**Your objective**
Transcribe, word for word and without additions, each line below from the one containing "pub struct CurrentUser" through the one containing "impl From<Account> for", both ends included.

Stored data entries
= = = = =

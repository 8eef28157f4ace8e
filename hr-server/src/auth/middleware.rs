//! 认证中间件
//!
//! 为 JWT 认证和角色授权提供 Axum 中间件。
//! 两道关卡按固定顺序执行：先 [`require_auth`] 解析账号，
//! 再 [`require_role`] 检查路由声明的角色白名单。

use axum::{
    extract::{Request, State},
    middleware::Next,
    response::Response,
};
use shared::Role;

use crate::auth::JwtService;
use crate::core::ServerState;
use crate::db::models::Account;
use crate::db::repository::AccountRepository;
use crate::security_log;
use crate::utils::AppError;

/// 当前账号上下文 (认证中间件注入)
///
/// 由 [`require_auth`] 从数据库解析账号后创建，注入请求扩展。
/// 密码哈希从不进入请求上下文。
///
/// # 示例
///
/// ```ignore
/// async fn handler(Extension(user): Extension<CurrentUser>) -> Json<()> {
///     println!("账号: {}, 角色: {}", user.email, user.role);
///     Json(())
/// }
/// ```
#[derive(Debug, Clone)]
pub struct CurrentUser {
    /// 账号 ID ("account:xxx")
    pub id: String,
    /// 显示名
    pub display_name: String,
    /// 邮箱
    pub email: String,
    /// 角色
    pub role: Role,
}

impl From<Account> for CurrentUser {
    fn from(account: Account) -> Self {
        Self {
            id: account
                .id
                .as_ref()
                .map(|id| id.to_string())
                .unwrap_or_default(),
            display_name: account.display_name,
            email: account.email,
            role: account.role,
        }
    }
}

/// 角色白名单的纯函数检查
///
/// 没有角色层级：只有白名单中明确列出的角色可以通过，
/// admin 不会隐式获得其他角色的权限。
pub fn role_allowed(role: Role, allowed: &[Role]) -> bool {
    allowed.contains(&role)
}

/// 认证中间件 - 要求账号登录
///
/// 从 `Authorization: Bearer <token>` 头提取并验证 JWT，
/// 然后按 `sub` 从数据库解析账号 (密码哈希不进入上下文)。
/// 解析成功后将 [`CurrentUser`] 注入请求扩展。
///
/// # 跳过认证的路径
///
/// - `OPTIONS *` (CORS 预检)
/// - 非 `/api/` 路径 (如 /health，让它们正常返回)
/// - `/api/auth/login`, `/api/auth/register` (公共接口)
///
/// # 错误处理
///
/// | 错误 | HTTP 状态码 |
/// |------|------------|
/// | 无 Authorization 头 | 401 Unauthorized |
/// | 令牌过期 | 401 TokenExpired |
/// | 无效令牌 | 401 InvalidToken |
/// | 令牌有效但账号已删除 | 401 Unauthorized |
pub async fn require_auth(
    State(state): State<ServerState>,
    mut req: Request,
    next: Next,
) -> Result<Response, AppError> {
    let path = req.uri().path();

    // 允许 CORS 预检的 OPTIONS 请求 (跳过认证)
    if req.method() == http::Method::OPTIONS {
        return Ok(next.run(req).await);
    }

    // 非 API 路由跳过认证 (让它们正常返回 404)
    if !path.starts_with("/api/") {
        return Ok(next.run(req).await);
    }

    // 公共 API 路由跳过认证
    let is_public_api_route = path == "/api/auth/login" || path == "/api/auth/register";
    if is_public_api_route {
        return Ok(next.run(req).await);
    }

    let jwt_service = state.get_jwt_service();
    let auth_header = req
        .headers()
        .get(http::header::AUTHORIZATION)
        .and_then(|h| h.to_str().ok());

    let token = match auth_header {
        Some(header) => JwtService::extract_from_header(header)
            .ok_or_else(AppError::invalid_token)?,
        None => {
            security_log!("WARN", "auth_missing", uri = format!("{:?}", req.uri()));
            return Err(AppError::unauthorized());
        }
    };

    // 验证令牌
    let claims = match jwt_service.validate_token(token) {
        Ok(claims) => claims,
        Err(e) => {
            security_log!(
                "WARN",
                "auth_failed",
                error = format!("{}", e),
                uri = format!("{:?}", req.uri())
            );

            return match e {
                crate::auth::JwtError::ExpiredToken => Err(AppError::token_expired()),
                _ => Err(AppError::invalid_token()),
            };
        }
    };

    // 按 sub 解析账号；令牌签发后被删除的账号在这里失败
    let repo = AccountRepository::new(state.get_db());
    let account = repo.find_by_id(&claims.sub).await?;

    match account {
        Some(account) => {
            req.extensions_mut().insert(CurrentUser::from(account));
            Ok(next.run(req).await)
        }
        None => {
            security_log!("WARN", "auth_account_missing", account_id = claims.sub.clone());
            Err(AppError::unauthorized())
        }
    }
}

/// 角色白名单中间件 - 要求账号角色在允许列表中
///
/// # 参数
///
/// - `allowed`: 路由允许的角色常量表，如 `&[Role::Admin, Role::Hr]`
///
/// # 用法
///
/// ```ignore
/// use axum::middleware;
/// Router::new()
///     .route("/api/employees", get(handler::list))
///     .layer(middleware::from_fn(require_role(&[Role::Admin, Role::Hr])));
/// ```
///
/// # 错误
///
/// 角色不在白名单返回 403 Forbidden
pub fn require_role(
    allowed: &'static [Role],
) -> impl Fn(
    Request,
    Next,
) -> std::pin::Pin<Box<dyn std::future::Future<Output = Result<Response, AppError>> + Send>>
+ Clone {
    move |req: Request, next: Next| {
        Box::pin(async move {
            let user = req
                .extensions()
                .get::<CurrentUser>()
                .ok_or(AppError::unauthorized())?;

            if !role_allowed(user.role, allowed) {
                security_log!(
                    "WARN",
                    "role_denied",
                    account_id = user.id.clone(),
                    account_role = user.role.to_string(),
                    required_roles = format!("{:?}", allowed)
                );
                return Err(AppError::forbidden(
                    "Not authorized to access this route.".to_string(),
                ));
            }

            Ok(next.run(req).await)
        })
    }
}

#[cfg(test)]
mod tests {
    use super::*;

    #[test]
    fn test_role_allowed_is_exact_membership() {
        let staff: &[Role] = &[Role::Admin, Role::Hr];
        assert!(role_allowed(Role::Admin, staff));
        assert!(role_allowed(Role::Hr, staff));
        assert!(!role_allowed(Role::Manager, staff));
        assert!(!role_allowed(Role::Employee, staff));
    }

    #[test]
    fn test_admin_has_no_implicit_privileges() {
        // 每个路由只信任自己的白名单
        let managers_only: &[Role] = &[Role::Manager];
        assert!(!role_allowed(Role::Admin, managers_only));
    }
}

= = = = =

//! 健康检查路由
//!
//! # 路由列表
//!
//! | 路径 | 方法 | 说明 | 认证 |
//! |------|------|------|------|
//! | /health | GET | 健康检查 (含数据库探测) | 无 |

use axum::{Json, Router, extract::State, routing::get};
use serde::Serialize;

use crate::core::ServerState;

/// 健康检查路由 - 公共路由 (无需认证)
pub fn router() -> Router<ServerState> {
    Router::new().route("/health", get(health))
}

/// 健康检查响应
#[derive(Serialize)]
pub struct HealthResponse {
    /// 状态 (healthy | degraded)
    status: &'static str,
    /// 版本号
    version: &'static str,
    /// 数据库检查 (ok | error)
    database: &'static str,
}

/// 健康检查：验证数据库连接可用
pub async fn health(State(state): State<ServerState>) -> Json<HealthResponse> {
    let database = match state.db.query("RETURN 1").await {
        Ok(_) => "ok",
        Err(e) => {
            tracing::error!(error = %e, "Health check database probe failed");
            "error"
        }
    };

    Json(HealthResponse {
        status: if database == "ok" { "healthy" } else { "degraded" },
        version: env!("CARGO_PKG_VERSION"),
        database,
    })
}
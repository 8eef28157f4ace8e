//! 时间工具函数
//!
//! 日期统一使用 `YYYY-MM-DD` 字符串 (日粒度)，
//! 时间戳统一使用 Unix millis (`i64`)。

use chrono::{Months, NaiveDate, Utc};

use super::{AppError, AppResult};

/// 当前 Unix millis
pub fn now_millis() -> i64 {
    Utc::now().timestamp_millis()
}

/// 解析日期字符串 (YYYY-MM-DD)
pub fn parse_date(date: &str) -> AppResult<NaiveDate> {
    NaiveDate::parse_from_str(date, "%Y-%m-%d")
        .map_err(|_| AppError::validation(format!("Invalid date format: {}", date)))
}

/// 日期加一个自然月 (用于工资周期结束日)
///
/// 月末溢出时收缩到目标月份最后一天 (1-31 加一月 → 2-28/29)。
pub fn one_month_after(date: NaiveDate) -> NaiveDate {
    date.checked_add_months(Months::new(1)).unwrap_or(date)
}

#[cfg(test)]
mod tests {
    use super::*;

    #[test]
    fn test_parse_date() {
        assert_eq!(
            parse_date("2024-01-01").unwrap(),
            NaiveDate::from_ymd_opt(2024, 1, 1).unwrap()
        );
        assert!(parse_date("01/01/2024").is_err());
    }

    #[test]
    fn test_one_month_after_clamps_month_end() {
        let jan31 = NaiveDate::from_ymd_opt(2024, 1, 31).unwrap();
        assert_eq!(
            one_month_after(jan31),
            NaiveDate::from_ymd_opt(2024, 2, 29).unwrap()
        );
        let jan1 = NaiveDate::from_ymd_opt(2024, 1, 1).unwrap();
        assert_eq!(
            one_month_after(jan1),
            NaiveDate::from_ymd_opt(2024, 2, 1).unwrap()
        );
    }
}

= = = = =

**Exercise solution**
pub struct CurrentUser {
    /// 账号 ID ("account:xxx")
    pub id: String,
    /// 显示名
    pub display_name: String,
    /// 邮箱
    pub email: String,
    /// 角色
    pub role: Role,
}

impl From<Account> for CurrentUser {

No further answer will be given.